* [What the exercise asks]:
Exactly the lines from the start of the data through the line containing "use crate::types::*;" should be output, with both ends kept and nothing added.

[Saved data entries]
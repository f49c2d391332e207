use serde::{Deserialize, Serialize};
use std::time::Instant;
use tracing::debug;

use crate::comparison::{compare_results, ComparisonTable};
use crate::evaluator::{evaluate_offer, irr_cash_flows, CalculationResult};
use crate::offer::{check_offer_set, Offer};
use crate::scenario::Scenario;
use crate::sensitivity::{compute_sensitivity, SensitivityPoint, DEFAULT_SENSITIVITY_STEPS};
use crate::time_value::{self, npv};
use crate::types::*;
use crate::validation::{validate_offer, validate_scenario, ValidationIssue};
use crate::FeeCalcResult;

fn default_steps() -> u32 {
    DEFAULT_SENSITIVITY_STEPS
}

// ---------------------------------------------------------------------------
// Full analysis
// ---------------------------------------------------------------------------

/// A scenario, the offers to compare under it, and the sweep resolution.
#[derive(Debug, Clone, Serialize, Deserialize)]
pub struct AnalysisInput {
    pub scenario: Scenario,
    pub offers: Vec<Offer>,
    #[serde(default = "default_steps")]
    pub sensitivity_steps: u32,
}

/// Validation issues for one offer.
#[derive(Debug, Clone, PartialEq, Serialize, Deserialize)]
pub struct OfferIssues {
    pub offer_id: String,
    pub issues: Vec<ValidationIssue>,
}

#[derive(Debug, Clone, Serialize, Deserialize)]
pub struct AnalysisOutput {
    pub results: Vec<CalculationResult>,
    pub sensitivity: Vec<SensitivityPoint>,
    pub comparison: ComparisonTable,
    pub scenario_issues: Vec<ValidationIssue>,
    /// Only offers with at least one issue
    pub offer_issues: Vec<OfferIssues>,
}

/// Evaluate, sweep and compare every offer, validating alongside.
///
/// Structural problems (no offers, more than five, duplicate ids) are
/// errors. Field validation issues are reported in the output and echoed as
/// warnings; the numbers are computed regardless.
pub fn analyze(input: &AnalysisInput) -> FeeCalcResult<ComputationOutput<AnalysisOutput>> {
    let start = Instant::now();
    let mut warnings: Vec<String> = Vec::new();

    check_offer_set(&input.offers)?;

    let scenario_issues = validate_scenario(&input.scenario);
    for issue in &scenario_issues {
        warnings.push(format!("scenario.{}: {}", issue.field, issue.message));
    }

    let mut offer_issues = Vec::new();
    for offer in &input.offers {
        let issues = validate_offer(offer);
        if issues.is_empty() {
            continue;
        }
        for issue in &issues {
            warnings.push(format!("{}: {}: {}", offer.name, issue.field, issue.message));
        }
        offer_issues.push(OfferIssues {
            offer_id: offer.id.clone(),
            issues,
        });
    }

    let results: Vec<CalculationResult> = input
        .offers
        .iter()
        .map(|offer| evaluate_offer(&input.scenario, offer))
        .collect();
    for result in results.iter().filter(|r| r.net_irr.is_none()) {
        warnings.push(format!(
            "{}: net IRR is undetermined for these cash flows",
            result.offer_name
        ));
    }

    let sensitivity = compute_sensitivity(&input.scenario, &input.offers, input.sensitivity_steps);
    let comparison = compare_results(&results);

    let elapsed = start.elapsed().as_micros() as u64;
    debug!(
        offers = input.offers.len(),
        points = sensitivity.len(),
        warnings = warnings.len(),
        elapsed_us = elapsed,
        "analysis complete"
    );

    let output = AnalysisOutput {
        results,
        sensitivity,
        comparison,
        scenario_issues,
        offer_issues,
    };

    Ok(with_metadata(
        "Offer fee comparison: European waterfall carry, Newton/bisection IRR, bisection break-even",
        &serde_json::json!({
            "investment_amount": input.scenario.investment_amount.to_string(),
            "exit_price_per_share": input.scenario.exit_price().to_string(),
            "time_horizon": input.scenario.time_horizon,
            "offers": input.offers.len(),
            "sensitivity_steps": input.sensitivity_steps,
            "nav_estimate": "straight-line from investment to gross exit value",
        }),
        warnings,
        elapsed,
        output,
    ))
}

// ---------------------------------------------------------------------------
// Single-purpose wrappers
// ---------------------------------------------------------------------------

#[derive(Debug, Clone, Serialize, Deserialize)]
pub struct EvaluateInput {
    pub scenario: Scenario,
    pub offer: Offer,
}

/// One offer under one scenario, with validation issues as warnings.
pub fn evaluate(input: &EvaluateInput) -> ComputationOutput<CalculationResult> {
    let start = Instant::now();
    let mut warnings: Vec<String> = validate_scenario(&input.scenario)
        .into_iter()
        .chain(validate_offer(&input.offer))
        .map(|issue| format!("{}: {}", issue.field, issue.message))
        .collect();

    let result = evaluate_offer(&input.scenario, &input.offer);
    if result.net_irr.is_none() {
        warnings.push("net IRR is undetermined for these cash flows".into());
    }

    let elapsed = start.elapsed().as_micros() as u64;
    with_metadata(
        "Single offer evaluation",
        &serde_json::json!({
            "offer_id": input.offer.id,
            "cash_flows": irr_cash_flows(&input.scenario, &input.offer)
                .iter()
                .map(|cf| cf.to_string())
                .collect::<Vec<_>>(),
        }),
        warnings,
        elapsed,
        result,
    )
}

#[derive(Debug, Clone, Serialize, Deserialize)]
pub struct SweepInput {
    pub scenario: Scenario,
    pub offers: Vec<Offer>,
    #[serde(default = "default_steps")]
    pub steps: u32,
}

/// Exit-price sensitivity sweep.
pub fn sweep(input: &SweepInput) -> FeeCalcResult<ComputationOutput<Vec<SensitivityPoint>>> {
    let start = Instant::now();
    check_offer_set(&input.offers)?;

    let points = compute_sensitivity(&input.scenario, &input.offers, input.steps);
    let elapsed = start.elapsed().as_micros() as u64;
    Ok(with_metadata(
        "Exit price sensitivity over [0.25x, 3.0x] of base",
        &serde_json::json!({
            "base_exit_price": input.scenario.exit_price().to_string(),
            "steps": input.steps,
        }),
        Vec::new(),
        elapsed,
        points,
    ))
}

#[derive(Debug, Clone, Serialize, Deserialize)]
pub struct IrrInput {
    /// Periodic cash flows, index 0 = initial outlay
    pub cash_flows: Vec<Money>,
}

#[derive(Debug, Clone, PartialEq, Serialize, Deserialize)]
pub struct IrrOutput {
    pub irr: Option<Rate>,
    /// NPV at the solved rate, as a residual check
    pub npv_at_irr: Option<Money>,
}

/// IRR of a periodic cash-flow series. An undetermined IRR is a result,
/// reported with a warning, not an error.
pub fn solve_irr(input: &IrrInput) -> FeeCalcResult<ComputationOutput<IrrOutput>> {
    let start = Instant::now();
    let mut warnings = Vec::new();

    let irr = time_value::solve_irr(&input.cash_flows);
    let npv_at_irr = match irr {
        Some(rate) => Some(npv(rate, &input.cash_flows)?),
        None => {
            warnings.push(if input.cash_flows.len() < 2 {
                "At least two cash flows are needed for an IRR".to_string()
            } else {
                "No IRR: cash flows have no sign change or no bracketed root".to_string()
            });
            None
        }
    };

    let elapsed = start.elapsed().as_micros() as u64;
    Ok(with_metadata(
        "IRR: Newton-Raphson from 10% with bisection fallback on [-0.5, 10]",
        &serde_json::json!({ "periods": input.cash_flows.len() }),
        warnings,
        elapsed,
        IrrOutput { irr, npv_at_irr },
    ))
}

#[cfg(test)]
mod tests {
    use super::*;
    use crate::defaults::{default_offers, default_scenario};
    use crate::error::FeeCalcError;
    use rust_decimal::Decimal;
    use rust_decimal_macros::dec;

    fn preset_input() -> AnalysisInput {
        AnalysisInput {
            scenario: default_scenario(),
            offers: default_offers(),
            sensitivity_steps: 10,
        }
    }

    #[test]
    fn test_analyze_presets() {
        let out = analyze(&preset_input()).unwrap();
        assert!(out.warnings.is_empty());
        assert_eq!(out.result.results.len(), 2);
        assert_eq!(out.result.sensitivity.len(), 11);
        assert_eq!(out.result.comparison.rows.len(), 9);
        assert!(out.result.offer_issues.is_empty());
        assert_eq!(out.metadata.precision, "rust_decimal_128bit");
    }

    #[test]
    fn test_validation_issues_become_warnings() {
        let mut input = preset_input();
        input.offers[0].carry_rate = dec!(1.5);
        input.scenario.time_horizon = 40;
        let out = analyze(&input).unwrap();
        assert_eq!(out.result.scenario_issues.len(), 1);
        assert_eq!(out.result.offer_issues.len(), 1);
        assert_eq!(out.result.offer_issues[0].offer_id, "offer-1");
        assert!(out.warnings.iter().any(|w| w.starts_with("scenario.time_horizon")));
        assert!(out.warnings.iter().any(|w| w.starts_with("Fund A: carry_rate")));
    }

    #[test]
    fn test_structural_errors() {
        let mut input = preset_input();
        input.offers.clear();
        assert!(matches!(analyze(&input), Err(FeeCalcError::InsufficientData(_))));

        let mut input = preset_input();
        input.offers[1].id = "offer-1".into();
        assert!(matches!(analyze(&input), Err(FeeCalcError::InvalidInput { .. })));
    }

    #[test]
    fn test_undetermined_irr_warning() {
        let mut input = preset_input();
        input.offers[1].price_per_share = Decimal::ZERO;
        let out = analyze(&input).unwrap();
        assert!(out
            .warnings
            .iter()
            .any(|w| w.contains("net IRR is undetermined")));
    }

    #[test]
    fn test_default_steps_when_omitted() {
        let json = serde_json::json!({
            "scenario": default_scenario(),
            "offers": default_offers(),
        });
        let input: AnalysisInput = serde_json::from_value(json).unwrap();
        assert_eq!(input.sensitivity_steps, 25);
    }

    #[test]
    fn test_solve_irr_wrapper() {
        let out = solve_irr(&IrrInput {
            cash_flows: vec![dec!(-100), dec!(0), dec!(121)],
        })
        .unwrap();
        let irr = out.result.irr.unwrap();
        assert!((irr - dec!(0.10)).abs() < dec!(0.000001));
        assert!(out.result.npv_at_irr.unwrap().abs() < dec!(0.0001));

        let none = solve_irr(&IrrInput {
            cash_flows: vec![dec!(-100), dec!(-10), dec!(-10)],
        })
        .unwrap();
        assert_eq!(none.result.irr, None);
        assert_eq!(none.warnings.len(), 1);
    }

    #[test]
    fn test_evaluate_and_sweep_wrappers() {
        let scenario = default_scenario();
        let offer = default_offers().remove(0);
        let out = evaluate(&EvaluateInput {
            scenario: scenario.clone(),
            offer: offer.clone(),
        });
        assert!(out.warnings.is_empty());
        assert_eq!(out.result.offer_id, "offer-1");

        let swept = sweep(&SweepInput {
            scenario,
            offers: vec![offer],
            steps: 25,
        })
        .unwrap();
        assert_eq!(swept.result.len(), 26);
    }
}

* [Solution]:
repository f49c2d391332e207
use serde::{Deserialize, Serialize};
use std::time::Instant;
use tracing::debug;

use crate::comparison::{compare_results, ComparisonTable};
use crate::evaluator::{evaluate_offer, irr_cash_flows, CalculationResult};
use crate::offer::{check_offer_set, Offer};
use crate::scenario::Scenario;
use crate::sensitivity::{compute_sensitivity, SensitivityPoint, DEFAULT_SENSITIVITY_STEPS};
use crate::time_value::{self, npv};
use crate::types::*;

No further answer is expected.